Are you using TK1 device?
TK1 should only support general float instruction.
The instruction like HMMA (Half-Precision Matrix Multiply and Accumulate) and IMMA (Integer Matrix Multiply and Accumulate) is only available on device with Tensor Core hardware.
Thank you for your reply. But I haven’t understood. I saw the structure of Volta GV100 Streaming Multiprocessor before, and found that there are three kinds of cores in it: FP32 , FP64 and INT32. I wonder if there are GPU structures that use INT8 and INT6 hardware cores. If there is a description of such cores, I would like to know their size and computing speed. Or INT8 is just a precision now, not the core of INT8
Would you mind to share the document of Volta GV100 Streaming Multiprocessor with us first?

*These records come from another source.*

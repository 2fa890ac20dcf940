//! Error type definitions.
//!
//! This module defines the fatal error types (initialization, transport, input)
//! and the per-term failure reasons that are carried as data.

use std::path::PathBuf;

use log::SetLoggerError;
use reqwest::Error as ReqwestError;
use serde::Serialize;
use strum_macros::EnumIter as EnumIterMacro;
use thiserror::Error;

/// Error types for initialization failures.
#[derive(Error, Debug)]
#[allow(clippy::enum_variant_names)] // All variants end with "Error" by convention
pub enum InitializationError {
    /// Error initializing the logger.
    #[error("Logger initialization error: {0}")]
    LoggerError(#[from] SetLoggerError),

    /// Error initializing the HTTP client.
    #[error("HTTP client initialization error: {0}")]
    HttpClientError(#[from] ReqwestError),

    /// The API credential could not be read or is unusable.
    #[error("Credential error: {0}")]
    CredentialError(String),
}

/// The quota probe could not produce a status.
///
/// Fatal for the probe attempt only; the scheduler re-probes with backoff
/// before giving up on the whole sweep.
#[derive(Error, Debug)]
pub enum TransportError {
    /// The request never completed (DNS, connect, TLS, timeout).
    #[error("Quota probe request failed: {0}")]
    Request(#[from] ReqwestError),

    /// The endpoint answered with a non-success status that is not a rate-limit signal.
    #[error("Quota probe returned status {status}: {body}")]
    Status {
        /// HTTP status code
        status: u16,
        /// Response body (truncated)
        body: String,
    },

    /// The body was not the expected rate-limit document.
    #[error("Quota probe response could not be decoded: {0}")]
    Decode(String),
}

/// Errors loading the worklist.
#[derive(Error, Debug)]
pub enum InputError {
    /// The input file could not be read.
    #[error("Failed to read input file {path}: {source}")]
    Read {
        /// Path of the input file
        path: PathBuf,
        /// Underlying I/O error
        #[source]
        source: std::io::Error,
    },

    /// The input looked like JSON but did not parse.
    #[error("Failed to parse input file {path} as JSON: {source}")]
    Parse {
        /// Path of the input file
        path: PathBuf,
        /// Underlying parse error
        #[source]
        source: serde_json::Error,
    },

    /// The input contained no terms to query.
    #[error("Input file {path} contains no terms to query")]
    Empty {
        /// Path of the input file
        path: PathBuf,
    },
}

/// Why a single search attempt did not produce a count.
///
/// Failures are data, not errors: they are folded into the sweep's failure
/// set and retried, never propagated.
#[derive(
    Debug, Clone, Copy, PartialEq, Eq, Hash, PartialOrd, Ord, EnumIterMacro, Serialize,
)]
#[serde(rename_all = "snake_case")]
pub enum FailureReason {
    /// The service reported the quota as exhausted for this request.
    RateLimited,
    /// The response lacked `total_count` or was not JSON.
    Malformed,
    /// Anything else: timeout, transport failure, server error.
    Other,
}

impl std::fmt::Display for FailureReason {
    fn fmt(&self, f: &mut std::fmt::Formatter<'_>) -> std::fmt::Result {
        f.write_str(self.as_str())
    }
}

impl FailureReason {
    pub fn as_str(&self) -> &'static str {
        match self {
            FailureReason::RateLimited => "Rate limited",
            FailureReason::Malformed => "Malformed response",
            FailureReason::Other => "Other failure",
        }
    }
}
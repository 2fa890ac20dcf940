//! Census orchestration.
//!
//! Loads the credential and the worklist (fatal before any network traffic),
//! runs the primary and retry sweeps, then writes the result files.

mod finalize;

use std::path::PathBuf;

use anyhow::{Context, Result};
use log::info;

use crate::config::Config;
use crate::fetch::SearchFetcher;
use crate::initialization::{init_client, load_token};
use crate::quota::GithubQuotaProbe;
use crate::sweep::{run_primary_sweep, run_retry_sweep, SweepSettings, SweepState};
use crate::worklist::load_terms;

use finalize::finalize_census;

/// Results of a census run.
#[derive(Debug, Clone)]
pub struct CensusReport {
    /// Distinct terms in the worklist
    pub terms_targeted: usize,
    /// Terms with a count
    pub terms_resolved: usize,
    /// Terms still failing after the retry budget
    pub failed: usize,
    /// The failing terms, in worklist order
    pub unresolved: Vec<String>,
    /// Terms counted from incomplete search results
    pub incomplete: Vec<String>,
    /// Retry passes left unused
    pub retries_remaining: u32,
    /// Elapsed time in seconds
    pub elapsed_seconds: f64,
    /// Path of the term -> count file
    pub counts_path: PathBuf,
    /// Path of the run summary file
    pub summary_path: PathBuf,
}

/// Runs a full census with the provided configuration.
///
/// Unresolved terms are not an error: they are listed in the report and in
/// the summary file.
///
/// # Errors
///
/// Returns an error if:
/// - the configuration is invalid
/// - the credential or the terms file cannot be read
/// - the quota endpoint stays unreachable
/// - a result file cannot be written
///
/// # Example
///
/// ```no_run
/// use language_census::{run_census, Config};
/// use std::path::PathBuf;
///
/// # async fn example() -> anyhow::Result<()> {
/// let config = Config {
///     input: PathBuf::from("terms.txt"),
///     ..Default::default()
/// };
/// let report = run_census(config).await?;
/// println!("Counted {} of {} terms", report.terms_resolved, report.terms_targeted);
/// # Ok(())
/// # }
/// ```
pub async fn run_census(config: Config) -> Result<CensusReport> {
    config.validate().context("Invalid configuration")?;

    let token = load_token(&config.token_file).context("Failed to load API credential")?;
    let terms = load_terms(&config.input).context("Failed to load terms")?;

    let client = init_client(&config, &token).context("Failed to initialize HTTP client")?;
    let probe = GithubQuotaProbe::new(client.clone(), config.api_base_trimmed());
    let fetcher = SearchFetcher::new(client, config.api_base_trimmed());
    let settings = SweepSettings::from_config(&config);

    let mut state = SweepState::new(terms, config.retry_budget);
    info!(
        "Starting census of {} terms against {} (retry budget {})",
        state.worklist().len(),
        config.api_base_trimmed(),
        config.retry_budget
    );

    run_primary_sweep(&mut state, &probe, &fetcher, &settings)
        .await
        .context("Quota endpoint unreachable during primary sweep")?;
    run_retry_sweep(&mut state, &probe, &fetcher, &settings)
        .await
        .context("Quota endpoint unreachable during retry sweep")?;
    debug_assert!(
        state.is_settled(),
        "every term must end either counted or failed"
    );

    finalize_census(&config, &state)
}
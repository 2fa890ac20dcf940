//! Per-term search fetching.
//!
//! A fetcher issues exactly one request for one term and classifies the
//! result. It never touches sweep state and never returns an error: every
//! remote failure mode becomes a `FetchOutcome::Failure`.

mod classify;
mod outcome;
mod search;

pub use classify::{classify_response, is_rate_limited};
pub use outcome::FetchOutcome;
pub use search::{search_query, SearchFetcher};

/// Issues one query for one work item.
#[allow(async_fn_in_trait)]
pub trait ItemFetcher {
    async fn fetch(&self, item: &str) -> FetchOutcome;
}
//! Counts file export.

use std::fs;
use std::path::Path;

use anyhow::{Context, Result};
use serde_json::{Map, Value};

use crate::sweep::SweepState;

/// Builds the term -> count object.
///
/// Keys follow the worklist order; unresolved terms are left out rather than
/// written as zero, so a consumer cannot mistake a failure for an empty
/// language.
pub(crate) fn counts_document(state: &SweepState) -> Map<String, Value> {
    state
        .counts_in_order()
        .into_iter()
        .map(|(term, count)| (term.to_string(), Value::from(count)))
        .collect()
}

/// Writes the counts file as pretty-printed JSON.
///
/// Returns the number of terms written.
pub fn write_counts(state: &SweepState, path: &Path) -> Result<usize> {
    let document = counts_document(state);
    let json = serde_json::to_string_pretty(&document).context("Failed to serialize counts")?;
    fs::write(path, json)
        .with_context(|| format!("Failed to write counts file {}", path.display()))?;
    log::info!("Wrote {} counts to {}", document.len(), path.display());
    Ok(document.len())
}

#[cfg(test)]
mod tests {
    use super::*;
    use crate::error_handling::FailureReason;
    use crate::fetch::FetchOutcome;

    fn sample_state() -> SweepState {
        let mut state = SweepState::new(
            vec!["Zig".to_string(), "Go".to_string(), "Ada".to_string()],
            0,
        );
        state.merge_batch(vec![
            ("Go".to_string(), FetchOutcome::success(120)),
            ("Ada".to_string(), FetchOutcome::failure(FailureReason::Other)),
            ("Zig".to_string(), FetchOutcome::success(5)),
        ]);
        state
    }

    #[test]
    fn test_counts_document_keeps_worklist_order() {
        let document = counts_document(&sample_state());
        let keys: Vec<&String> = document.keys().collect();
        assert_eq!(keys, vec!["Zig", "Go"]);
        assert_eq!(document["Go"], 120);
    }

    #[test]
    fn test_write_counts_creates_file() {
        let dir = tempfile::tempdir().unwrap();
        let path = dir.path().join("repository_usage.json");

        let written = write_counts(&sample_state(), &path).unwrap();
        assert_eq!(written, 2);

        let content = fs::read_to_string(&path).unwrap();
        assert!(content.find("\"Zig\"").unwrap() < content.find("\"Go\"").unwrap());
        let parsed: Value = serde_json::from_str(&content).unwrap();
        assert_eq!(parsed, serde_json::json!({"Zig": 5, "Go": 120}));
    }

    #[test]
    fn test_write_counts_unwritable_path() {
        let dir = tempfile::tempdir().unwrap();
        let path = dir.path().join("missing").join("counts.json");
        let err = write_counts(&sample_state(), &path).unwrap_err();
        assert!(err.to_string().contains("Failed to write counts file"));
    }
}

Just want to make sure we answer your question correctly.
Volta is the GPU architecture with Tensor Core.
So you can measure the performance when running different precision.
Here is the document I saw before. On page 13, there is a picture of GPU architecture.At the beginning, my problem is we can see INT, FP64 and FP32 cores in this figure, but there is no describtion about hardware size of these core. In addition is there any other core with INT6 precision and INT8 precision(maybe in other products)? So another description of my problem is I don’t want to use general hardware core (that can calculate with different precision like int8, int16, etc.), whether there is a special core (some of the int8 precision operation hardware optimization is better, some of the INT6 precision operation hardware optimization is better). Thank you very much for your reply
Just want to confirm first.
Are you trying to find a similar document for TK1.
The supported feature in TK1 is pretty limited.
I want to know more than TK1. I’d like to know about any of nvidia products, as long as it contains INT4,INT8,INT16,INT32,FP32 and other computing cores. I want to know the size and speed of these cores.
We don’t have such information for Jetson platform.
But you can find some information for the desktop GPU whitepaper.
For example, Jetson Xavier is using Volta GPU.
So you can refer to the white paper of Volta GPU as you shared above.